U.S. patent number 4,643,688 [Application Number 06/667,193] was granted by the patent office on 1987-02-17 for method for assembling a spark plug.
This patent grant is currently assigned to Champion Spark Plug Company. Invention is credited to Richard L. Black, Dale L. Byerly, Richard S. Podiak.
United States Patent |
4,643,688 |
Byerly , et al. |
February 17, 1987 |
Method for assembling a spark plug
Abstract
A method for assembling a spark plug 20, 66 which includes
providing a ground electrode 24 on a spark plug shell 22 having a
predetermined final configuration and position and then mounting an
insulator 34 in the shell.
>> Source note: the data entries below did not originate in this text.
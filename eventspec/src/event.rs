//! Domain events and their type-erased envelope.
//!
//! The harness compares events under a normalized view: the payload
//! serialized to JSON, with the envelope fields and the metadata map
//! excluded. The owning identity is asserted separately through the
//! reserved [`keys::ROOT_ID`] metadata key. This is the explicit
//! serialization contract that replaces reflection-driven property
//! filtering.

use std::collections::BTreeMap;

use chrono::Utc;
use serde::Serialize;
use serde_json::Value;

use crate::types::{short_type_name, Aggregate, Id, TypeTag};

/// Reserved metadata keys stamped onto event envelopes.
pub mod keys {
    /// The string form of the owning aggregate identity.
    pub const ROOT_ID: &str = "root_id";
    /// RFC 3339 timestamp of when the event entered the harness.
    pub const OCCURRED_AT: &str = "occurred_at";
}

/// A fact that occurred to exactly one aggregate instance.
///
/// Implementors declare the aggregate type the event can legally originate
/// from through the `Owner` associated type; the harness uses it for the
/// emittability check instead of inspecting type hierarchies at runtime.
pub trait DomainEvent: Serialize + Sized + 'static {
    /// The aggregate type this event is declared against.
    type Owner: Aggregate;

    /// The full type path of the event, used for exact-type checks.
    fn name() -> &'static str {
        std::any::type_name::<Self>()
    }
}

/// A type-erased domain event: type name, declared owner, JSON payload, and
/// a metadata map. Immutable once handed to the runtime; the harness keeps
/// its own clone only for transcript rendering.
#[derive(Debug, Clone, PartialEq)]
pub struct EventEnvelope {
    name: &'static str,
    owner: TypeTag,
    payload: Value,
    meta: BTreeMap<String, String>,
}

impl EventEnvelope {
    /// Wraps a domain event, serializing its payload to the comparison view.
    pub fn new<E: DomainEvent>(event: &E) -> Result<Self, serde_json::Error> {
        let mut meta = BTreeMap::new();
        meta.insert(keys::OCCURRED_AT.to_string(), Utc::now().to_rfc3339());
        Ok(Self {
            name: E::name(),
            owner: E::Owner::tag(),
            payload: serde_json::to_value(event)?,
            meta,
        })
    }

    /// Whether this envelope carries an event of exactly the given type.
    pub fn is<E: DomainEvent>(&self) -> bool {
        self.name == E::name()
    }

    /// The full type path of the wrapped event.
    pub const fn name(&self) -> &'static str {
        self.name
    }

    /// The short event name shown in transcripts.
    pub fn display_name(&self) -> &'static str {
        short_type_name(self.name)
    }

    /// The aggregate type the event is declared against.
    pub const fn owner(&self) -> TypeTag {
        self.owner
    }

    /// The payload in its normalized JSON form.
    pub const fn payload(&self) -> &Value {
        &self.payload
    }

    /// The metadata map. Excluded from structural equality.
    pub const fn meta(&self) -> &BTreeMap<String, String> {
        &self.meta
    }

    /// Stamps the owning identity under the reserved metadata key.
    pub fn set_root_id(&mut self, id: &Id) {
        self.meta
            .insert(keys::ROOT_ID.to_string(), id.value().to_string());
    }

    /// The owning identity's string form, if stamped.
    pub fn root_id(&self) -> Option<&str> {
        self.meta.get(keys::ROOT_ID).map(String::as_str)
    }

    /// Single-line rendering for the transcript.
    pub fn render(&self) -> String {
        format!("{}({})", self.display_name(), self.payload)
    }

    /// Multi-line rendering used as diff input on mismatches.
    pub fn render_pretty(&self) -> String {
        let payload = serde_json::to_string_pretty(&self.payload)
            .unwrap_or_else(|_| self.payload.to_string());
        format!("{} {payload}", self.display_name())
    }
}

#[cfg(test)]
mod tests {
    use super::*;
    use serde::Deserialize;

    struct Customer;
    impl Aggregate for Customer {}

    #[derive(Debug, Serialize, Deserialize)]
    struct CustomerRenamed {
        name: String,
    }

    impl DomainEvent for CustomerRenamed {
        type Owner = Customer;
    }

    fn renamed(name: &str) -> EventEnvelope {
        EventEnvelope::new(&CustomerRenamed {
            name: name.to_string(),
        })
        .expect("serializable payload")
    }

    #[test]
    fn envelope_captures_name_owner_and_payload() {
        let envelope = renamed("a");
        assert!(envelope.is::<CustomerRenamed>());
        assert_eq!(envelope.display_name(), "CustomerRenamed");
        assert_eq!(envelope.owner(), Customer::tag());
        assert_eq!(envelope.payload()["name"], "a");
    }

    #[test]
    fn root_id_round_trips_through_metadata() {
        let mut envelope = renamed("a");
        assert_eq!(envelope.root_id(), None);
        envelope.set_root_id(&Id::of::<Customer>("x"));
        assert_eq!(envelope.root_id(), Some("x"));
    }

    #[test]
    fn metadata_is_excluded_from_the_comparison_view() {
        let mut a = renamed("a");
        let b = renamed("a");
        a.set_root_id(&Id::of::<Customer>("x"));
        // Same normalized view even though the metadata differs.
        assert_eq!(a.payload(), b.payload());
        assert_ne!(a.meta(), b.meta());
    }

    #[test]
    fn render_is_single_line() {
        let envelope = renamed("a");
        assert_eq!(envelope.render(), r#"CustomerRenamed({"name":"a"})"#);
    }
}
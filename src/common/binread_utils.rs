use binread::io::{Read, Seek, SeekFrom};
use binread::{BinRead, Endian, ReadOptions};
use std::io::ErrorKind;
use std::ops::Range;

use crate::error::{Result, SrfError};

/// Read a big endian `T` that takes arguments, tagging any failure with the name of the field.
///
/// Running out of input is reported as [`SrfError::Parse`] rather than an I/O error: callers are
/// expected to check lengths up front, so an EOF here means the record itself is inconsistent.
pub fn read_be_field_args<R: Read + Seek, T: BinRead>(
    reader: &mut R,
    field: &'static str,
    args: T::Args,
) -> Result<T> {
    let offset = reader.seek(SeekFrom::Current(0))?;

    let mut options = ReadOptions::default();
    options.endian = Endian::Big;

    T::read_options(reader, &options, args)
        .and_then(|mut value| value.after_parse(reader, &options, args).map(|()| value))
        .map_err(|err| match err {
            binread::Error::Io(err) if err.kind() != ErrorKind::UnexpectedEof => SrfError::Io(err),
            other => SrfError::Parse {
                field,
                offset,
                message: format!("{:?}", other),
            },
        })
}

/// [`read_be_field_args`] for types without arguments.
pub fn read_be_field<R: Read + Seek, T: BinRead<Args = ()>>(
    reader: &mut R,
    field: &'static str,
) -> Result<T> {
    read_be_field_args(reader, field, ())
}

/// The byte range `offset..offset + len`, if it lies entirely within `available` bytes.
///
/// Done in u64 so that no combination of 32-bit offset and size can wrap.
pub fn checked_range(offset: u64, len: u64, available: u64) -> Option<Range<usize>> {
    let end = offset.checked_add(len)?;
    if end > available {
        return None;
    }

    Some(offset as usize..end as usize)
}
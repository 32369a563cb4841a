pub mod directory;
pub mod header;

pub use directory::{Entries, Entry, ItemRecord};
pub use header::SrfHeader;

use header::DIRECTORY_OFFSET;

use crate::common::binread_utils::checked_range;
use crate::common::ResourceId;
use crate::error::{Result, SrfError};

use log::{debug, trace, warn};
use std::collections::BTreeMap;
use std::fs::File;
use std::io::{Read, Seek, SeekFrom};
use std::path::Path;

/// A fully decoded SRF file.
#[derive(Debug, Clone, Default, PartialEq, Eq)]
pub struct SrfData {
    pub resources: BTreeMap<ResourceId, SrfResource>,
}

/// A named group of numbered payloads.
#[derive(Debug, Clone, PartialEq, Eq)]
pub struct SrfResource {
    pub id: ResourceId,
    pub items: BTreeMap<u32, Vec<u8>>,
}

impl SrfData {
    /// Decode a complete SRF image held in memory.
    ///
    /// The length of `bytes` is taken as the true size of the file. When several directory entries
    /// share an identifier, the last one replaces the others.
    pub fn from_bytes(bytes: &[u8]) -> Result<Self> {
        let header = SrfHeader::from_bytes(bytes)?;
        let directory = header.directory(bytes)?;

        let mut data = SrfData::default();
        for entry in Entries::new(directory) {
            let resource = SrfResource::from_entry(entry?, bytes)?;

            debug!("resource {}: {} items", resource.id, resource.items.len());
            if let Some(previous) = data.resources.insert(resource.id, resource) {
                warn!(
                    "resource {} listed more than once, dropping {} earlier items",
                    previous.id,
                    previous.items.len()
                );
            }
        }

        Ok(data)
    }

    /// Decode from the start of `reader`, whatever its current position.
    ///
    /// The fixed header is checked against the size of the source before anything else is
    /// buffered, so an oversized or mislabelled source is rejected without reading it all.
    pub fn read<R: Read + Seek>(reader: &mut R) -> Result<Self> {
        let len = reader.seek(SeekFrom::End(0))?;
        reader.seek(SeekFrom::Start(0))?;

        let mut bytes = Vec::with_capacity(DIRECTORY_OFFSET as usize);
        reader.by_ref().take(DIRECTORY_OFFSET).read_to_end(&mut bytes)?;
        let header = SrfHeader::from_prefix(&bytes, len)?;

        // file_length matched, so the whole source fits in a u32
        bytes.reserve((header.file_length as usize).saturating_sub(bytes.len()));
        reader.read_to_end(&mut bytes)?;

        Self::from_bytes(&bytes)
    }

    pub fn open<P: AsRef<Path>>(path: P) -> Result<Self> {
        let mut file = File::open(path)?;
        Self::read(&mut file)
    }

    /// Look up a resource by its identifier, e.g. `data.resource("TEX0")`.
    pub fn resource<I: AsRef<[u8]>>(&self, id: I) -> Option<&SrfResource> {
        self.resources.get(id.as_ref())
    }

    pub fn len(&self) -> usize {
        self.resources.len()
    }

    pub fn is_empty(&self) -> bool {
        self.resources.is_empty()
    }

    /// Resources ordered by identifier.
    pub fn iter(&self) -> impl Iterator<Item = &SrfResource> {
        self.resources.values()
    }
}

impl SrfResource {
    pub fn new(id: ResourceId) -> Self {
        SrfResource {
            id,
            items: BTreeMap::new(),
        }
    }

    pub fn item(&self, number: u32) -> Option<&[u8]> {
        self.items.get(&number).map(Vec::as_slice)
    }

    /// Copy out the payload of every record in `entry` from the whole file image `file`.
    ///
    /// Payloads may sit anywhere in the file, overlapping each other or the directory, but must
    /// lie entirely within it.
    pub fn from_entry(entry: Entry, file: &[u8]) -> Result<Self> {
        let available = file.len() as u64;
        let mut resource = SrfResource::new(entry.id);

        for record in entry.records {
            let range = checked_range(u64::from(record.offset), u64::from(record.size), available)
                .ok_or(SrfError::TruncatedPayload {
                    resource: entry.id,
                    item: record.number,
                    offset: record.offset,
                    size: record.size,
                    available,
                })?;

            trace!(
                "{} item {}: 0x{:X} bytes at 0x{:X}",
                entry.id,
                record.number,
                record.size,
                record.offset
            );
            if resource.items.insert(record.number, file[range].to_vec()).is_some() {
                warn!("{} lists item {} more than once", entry.id, record.number);
            }
        }

        Ok(resource)
    }
}

impl<'a> IntoIterator for &'a SrfData {
    type Item = (&'a ResourceId, &'a SrfResource);
    type IntoIter = std::collections::btree_map::Iter<'a, ResourceId, SrfResource>;

    fn into_iter(self) -> Self::IntoIter {
        self.resources.iter()
    }
}
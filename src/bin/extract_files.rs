use srf_rs::SrfData;

use log::info;
use std::error::Error;
use std::fs::{self, File};
use std::io::Write;
use std::path::PathBuf;
use structopt::StructOpt;

#[derive(Debug, StructOpt)]
#[structopt(name = "extract_files")]
struct Opt {
    #[structopt(parse(from_os_str))]
    input: PathBuf,
    #[structopt(parse(from_os_str), default_value="output/", short="o", long="output")]
    output_folder: PathBuf
}

fn main() -> Result<(), Box<dyn Error>> {
    env_logger::init();
    let opt = Opt::from_args();

    let data = SrfData::open(&opt.input)?;

    for (id, resource) in &data {
        // ids aren't guaranteed to be printable, Display escapes them
        let folder = opt.output_folder.join(id.to_string().replace('/', "_"));
        fs::create_dir_all(&folder)?;

        for (number, payload) in &resource.items {
            let file_path = folder.join(format!("{}.bin", number));
            info!("{}: {} bytes -> {}", id, payload.len(), file_path.display());
            File::create(&file_path)?.write_all(payload)?;
        }
    }

    Ok(())
}
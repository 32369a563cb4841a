use srf_rs::srf::header::DIRECTORY_OFFSET;
use srf_rs::srf::{Entries, SrfHeader};
use srf_rs::SrfData;

use std::error::Error;
use std::fs;
use std::path::PathBuf;
use structopt::StructOpt;

#[derive(Debug, StructOpt)]
#[structopt(name = "srf_info")]
struct Opt {
    #[structopt(parse(from_os_str))]
    input: PathBuf,
    /// Also print where each item's payload lives
    #[structopt(short = "l", long = "layout")]
    layout: bool,
}

fn main() -> Result<(), Box<dyn Error>> {
    env_logger::init();
    let opt = Opt::from_args();

    let bytes = fs::read(&opt.input)?;
    let header = SrfHeader::from_bytes(&bytes)?;

    println!("magic: {}", header.magic.escape_ascii());
    println!("file_length: {:x}, header_length: {:x}", header.file_length, header.header_length);

    if opt.layout {
        for entry in Entries::new(header.directory(&bytes)?) {
            let entry = entry?;
            let offset = DIRECTORY_OFFSET + entry.position;
            println!("{} @ 0x{:X} ({} items)", entry.id, offset, entry.records.len());
            for record in &entry.records {
                println!("    {}: 0x{:X} bytes @ 0x{:X}", record.number, record.size, record.offset);
            }
        }
    }

    // full decode, so payload bounds get checked too
    let data = SrfData::from_bytes(&bytes)?;
    println!("{} resources", data.len());
    for resource in data.iter() {
        println!("{}: {} items", resource.id, resource.items.len());
        for (number, payload) in &resource.items {
            println!("    {}: {:x} bytes", number, payload.len());
        }
    }

    Ok(())
}
//! Reader for SRF resource containers.
//!
//! An SRF file is a small header followed by a directory of resources, each of which lists numbered
//! items pointing at payload bytes anywhere in the file. Decoding always materializes the whole
//! directory:
//!
//! ```no_run
//! let data = srf_rs::SrfData::open("textures.srf").unwrap();
//! if let Some(tex) = data.resource("TEX0") {
//!     for (number, payload) in &tex.items {
//!         println!("{}: {} bytes", number, payload.len());
//!     }
//! }
//! ```

pub mod common;
pub mod error;
pub mod srf;

pub use common::ResourceId;
pub use error::{ErrorKind, Result, SrfError};
pub use srf::{SrfData, SrfHeader, SrfResource};
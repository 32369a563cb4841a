pub mod binread_utils;

use binread::BinRead;
use std::borrow::Borrow;
use std::convert::TryFrom;
use std::fmt;

/// A four byte resource identifier, such as `TEX0`.
///
/// Identifiers are usually ASCII but nothing requires it; they are compared byte-for-byte and
/// `Display` escapes anything unprintable.
#[derive(BinRead, Clone, Copy, PartialEq, Eq, PartialOrd, Ord, Hash, Default)]
pub struct ResourceId(pub [u8; 4]);

impl ResourceId {
    pub fn as_bytes(&self) -> &[u8; 4] {
        &self.0
    }
}

impl From<[u8; 4]> for ResourceId {
    fn from(bytes: [u8; 4]) -> Self {
        ResourceId(bytes)
    }
}

impl<'a> TryFrom<&'a str> for ResourceId {
    type Error = &'a str;

    fn try_from(id: &'a str) -> Result<Self, Self::Error> {
        <[u8; 4]>::try_from(id.as_bytes())
            .map(ResourceId)
            .map_err(|_| id)
    }
}

// lets maps keyed by ResourceId be queried with a plain &[u8] / &str
impl Borrow<[u8]> for ResourceId {
    fn borrow(&self) -> &[u8] {
        &self.0
    }
}

impl AsRef<[u8]> for ResourceId {
    fn as_ref(&self) -> &[u8] {
        &self.0
    }
}

impl fmt::Display for ResourceId {
    fn fmt(&self, f: &mut fmt::Formatter<'_>) -> fmt::Result {
        write!(f, "{}", self.0.escape_ascii())
    }
}

impl fmt::Debug for ResourceId {
    fn fmt(&self, f: &mut fmt::Formatter<'_>) -> fmt::Result {
        write!(f, "ResourceId(\"{}\")", self)
    }
}
use binread::io::Cursor;
use binread::BinRead;
use log::debug;

use crate::common::binread_utils::{checked_range, read_be_field};
use crate::error::{Result, SrfError};

pub const MAGIC: [u8; 4] = *b"srf1";

/// Offset of the resource directory, directly after the three fixed fields.
pub const DIRECTORY_OFFSET: u64 = 0x0C;

/// The fixed fields at the start of every SRF file.
#[derive(Debug, Clone, Copy, PartialEq, Eq)]
pub struct SrfHeader {
    pub magic: [u8; 4],
    /// Total size of the file, which must match the real size of the source.
    pub file_length: u32,
    /// Size of the resource directory starting at [`DIRECTORY_OFFSET`].
    pub header_length: u32,
}

impl SrfHeader {
    /// Read and validate the fixed header of a whole SRF image.
    ///
    /// Fields are checked in file order, so a wrong magic is reported even if the image is too
    /// short to hold the rest of the header.
    pub fn from_bytes(bytes: &[u8]) -> Result<Self> {
        Self::from_prefix(bytes, bytes.len() as u64)
    }

    /// Like [`SrfHeader::from_bytes`], but `prefix` only needs to hold the first
    /// [`DIRECTORY_OFFSET`] bytes of a source that is `source_len` bytes long.
    pub fn from_prefix(prefix: &[u8], source_len: u64) -> Result<Self> {
        let available = prefix.len() as u64;
        let mut cursor = Cursor::new(prefix);

        let magic: [u8; 4] = read_fixed(&mut cursor, "magic", available)?;
        if magic != MAGIC {
            return Err(SrfError::InvalidMagic {
                expected: MAGIC,
                found: magic,
            });
        }

        let file_length: u32 = read_fixed(&mut cursor, "file_length", available)?;
        if u64::from(file_length) != source_len {
            return Err(SrfError::FileLengthMismatch {
                declared: file_length,
                actual: source_len,
            });
        }

        let header_length: u32 = read_fixed(&mut cursor, "header_length", available)?;

        debug!(
            "srf header: file_length = 0x{:X}, header_length = 0x{:X}",
            file_length, header_length
        );

        Ok(SrfHeader {
            magic,
            file_length,
            header_length,
        })
    }

    /// The directory region of `bytes` described by this header.
    pub fn directory<'a>(&self, bytes: &'a [u8]) -> Result<&'a [u8]> {
        let available = bytes.len() as u64;

        checked_range(DIRECTORY_OFFSET, u64::from(self.header_length), available)
            .map(|range| &bytes[range])
            .ok_or(SrfError::TruncatedDirectory {
                offset: DIRECTORY_OFFSET,
                header_length: self.header_length,
                available,
            })
    }
}

// every fixed header field is a single 32-bit word
fn read_fixed<T: BinRead<Args = ()>>(
    cursor: &mut Cursor<&[u8]>,
    field: &'static str,
    available: u64,
) -> Result<T> {
    let offset = cursor.position();
    if checked_range(offset, 4, available).is_none() {
        return Err(SrfError::UnreadableHeaderField {
            field,
            offset,
            available,
        });
    }

    read_be_field(cursor, field)
}
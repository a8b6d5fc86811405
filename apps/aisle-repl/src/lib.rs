//! Terminal front end for the product finder. One process, one session;
//! the catalog is served from a local TOML file instead of a remote index.

pub mod catalog;

use std::{
	io::{BufRead, Write},
	path::PathBuf,
	sync::Arc,
};

use clap::Parser;
use tracing_subscriber::EnvFilter;
use uuid::Uuid;

use aisle_service::{AisleService, HandlerResult, StaticTopic};

use crate::catalog::FileIndex;

#[derive(Debug, Parser)]
#[command(version, rename_all = "kebab")]
pub struct Args {
	#[arg(long, short = 'c', value_name = "FILE")]
	pub config: PathBuf,
}

pub async fn run(args: Args) -> color_eyre::Result<()> {
	let config = aisle_config::load(&args.config)?;

	init_tracing(&config)?;

	let vocabulary_raw = std::fs::read_to_string(&config.catalog.vocabulary_path)?;
	let vocabulary = Arc::new(aisle_domain::Vocabulary::from_toml_str(&vocabulary_raw)?);
	let index = Arc::new(FileIndex::load(&config.catalog.products_path)?);

	tracing::info!(
		products = index.len(),
		vocabulary_version = vocabulary.version(),
		"Catalog loaded."
	);

	let service = AisleService::new(config, vocabulary, index);
	let session = Uuid::new_v4();
	let stdin = std::io::stdin();
	let mut stdout = std::io::stdout();

	loop {
		write!(stdout, "> ")?;
		stdout.flush()?;

		let mut line = String::new();

		if stdin.lock().read_line(&mut line)? == 0 {
			break;
		}

		let utterance = line.trim();

		if utterance.is_empty() {
			continue;
		}

		match service.process_turn(session, utterance).await {
			Ok(outcome) => {
				render(&mut stdout, &outcome.result)?;

				if outcome.result == HandlerResult::Farewell {
					break;
				}
			},
			Err(err) => writeln!(stdout, "! {err}")?,
		}
	}

	Ok(())
}

fn render(out: &mut impl Write, result: &HandlerResult) -> std::io::Result<()> {
	match result {
		HandlerResult::Greeting =>
			writeln!(out, "Hi! Tell me what you are trying to connect."),
		HandlerResult::Farewell => writeln!(out, "Glad to help. Bye!"),
		HandlerResult::ProductList { products, dropped_dimensions } => {
			if !dropped_dimensions.is_empty() {
				writeln!(out, "(relaxed: {})", dropped_dimensions.join(", "))?;
			}
			for scored in products {
				writeln!(out, "  {}  {}", scored.product.sku, scored.product.name)?;
			}

			Ok(())
		},
		HandlerResult::SingleProduct { product } =>
			writeln!(out, "  {}  {}", product.sku, product.name),
		HandlerResult::GuidanceQuestion { setup } => writeln!(
			out,
			"What ports does your computer have? ({setup:?} setup)"
		),
		HandlerResult::GuidanceRecommendation { products, offered_feature } => {
			for scored in products {
				writeln!(out, "  {}  {}", scored.product.sku, scored.product.name)?;
			}
			if let Some(feature) = offered_feature {
				writeln!(out, "Want me to narrow these down to {feature}-capable ones?")?;
			}

			Ok(())
		},
		HandlerResult::BlockedTopic =>
			writeln!(out, "Setup and troubleshooting are handled by support. I can help you find hardware."),
		HandlerResult::NoMatch { .. } =>
			writeln!(out, "Nothing in the catalog matches that. Try loosening a constraint."),
		HandlerResult::Clarification =>
			writeln!(out, "Could you tell me more about what you are looking for?"),
		HandlerResult::StaticAnswer { topic } => match topic {
			StaticTopic::Warranty =>
				writeln!(out, "Most products carry a 2-year warranty; check the product page."),
			StaticTopic::Pricing =>
				writeln!(out, "Pricing lives on the product page; I can help you pick the product."),
			StaticTopic::ImpossibleProduct =>
				writeln!(out, "Those connectors cannot be bridged by a single passive product."),
		},
	}
}

fn init_tracing(config: &aisle_config::Config) -> color_eyre::Result<()> {
	let filter =
		EnvFilter::try_new(&config.service.log_level).unwrap_or_else(|_| EnvFilter::new("info"));

	tracing_subscriber::fmt().with_env_filter(filter).init();

	Ok(())
}
pub mod embedding;
pub mod parser;

use color_eyre::{Result, eyre};
use reqwest::header::{AUTHORIZATION, HeaderMap, HeaderName};
use serde_json::{Map, Value};

/// Builds the header set for one provider call: bearer auth from the
/// configured key plus any configured extra headers.
pub fn auth_headers(api_key: &str, default_headers: &Map<String, Value>) -> Result<HeaderMap> {
	let mut headers = HeaderMap::new();

	headers.insert(AUTHORIZATION, format!("Bearer {api_key}").parse()?);

	for (key, value) in default_headers {
		let Some(raw) = value.as_str() else {
			return Err(eyre::eyre!("Provider header `{key}` must be a string value."));
		};

		headers.insert(HeaderName::from_bytes(key.as_bytes())?, raw.parse()?);
	}

	Ok(headers)
}

#[cfg(test)]
mod tests {
	use super::*;

	#[test]
	fn bearer_and_extra_headers_are_set() {
		let mut extras = Map::new();

		extras.insert("x-provider-tier".to_string(), Value::String("standard".to_string()));

		let headers = auth_headers("secret", &extras).expect("header build failed");

		assert_eq!(headers[AUTHORIZATION], "Bearer secret");
		assert_eq!(headers["x-provider-tier"], "standard");
	}

	#[test]
	fn non_string_extra_header_is_rejected() {
		let mut extras = Map::new();

		extras.insert("x-retries".to_string(), Value::from(3));

		let err = auth_headers("secret", &extras).expect_err("expected a header error");

		assert!(err.to_string().contains("x-retries"));
	}
}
The distance from a step 38 in an
insulator bore 37 to the ground electrode is measured. Based upon
this measurement and a desired dimension for a spark gap 56, the
dimension on a center electrode 48, 68, 74 between a shoulder 50,
76 and a tip 52, 80 is adjusted so that when the center electrode
is disposed in the insulator bore with the shoulder seated on the
bore step, the tip forms the desired spark gap with the ground
electrode. The center electrode then is assembled into the
insulator.
Inventors: |
Byerly; Dale L. (Toledo,
OH), Black; Richard L. (Perrysburg, OH), Podiak; Richard
S. (Maumee, OH) |
Assignee: |
Champion Spark Plug Company
(Toledo, OH)
|
Family
ID: |
24677202 |
Appl.
No.: |
06/667,193 |
Filed: |
November 1, 1984 |
Current U.S.
Class: |
445/3; 445/7;
33/832 |
Current CPC
Class: |
H01T
21/02 (20130101) |
Current International
Class: |
H01T
21/00 (20060101); H01T 21/02 (20060101); H01T
021/02 () |
Field of
Search: |
;445/3,7 ;29/407,445
;33/169B |
References Cited
[Referenced By]
U.S. Patent Documents
Primary Examiner: Ramsey; Kenneth J.
Attorney, Agent or Firm: Todd, Jr.; Oliver E.
Claims
We claim:
1. A method for assembling a spark plug including a shell, an
insulator mounted in said shell and a center electrode mounted in a
stepped bore through said insulator comprising the steps of:
providing a ground electrode on said shell having a predetermined
final configuration and position;
mounting said insulator in said shell with said stepped bore
aligned with said ground electrode;
measuring the distance from said insulator bore step to said ground
electrode;
adjusting the distance between a shoulder and a spark tip on said
center electrode in response to the measured insulator bore step to
ground electrode distance to produce a desired spark gap dimension
between said tip and said ground electrode when said center
electrode is mounted in said insulator bore with said shoulder
seated on said step; and
mounting said center electrode in said insulator bore with said
shoulder seated on said insulator bore step.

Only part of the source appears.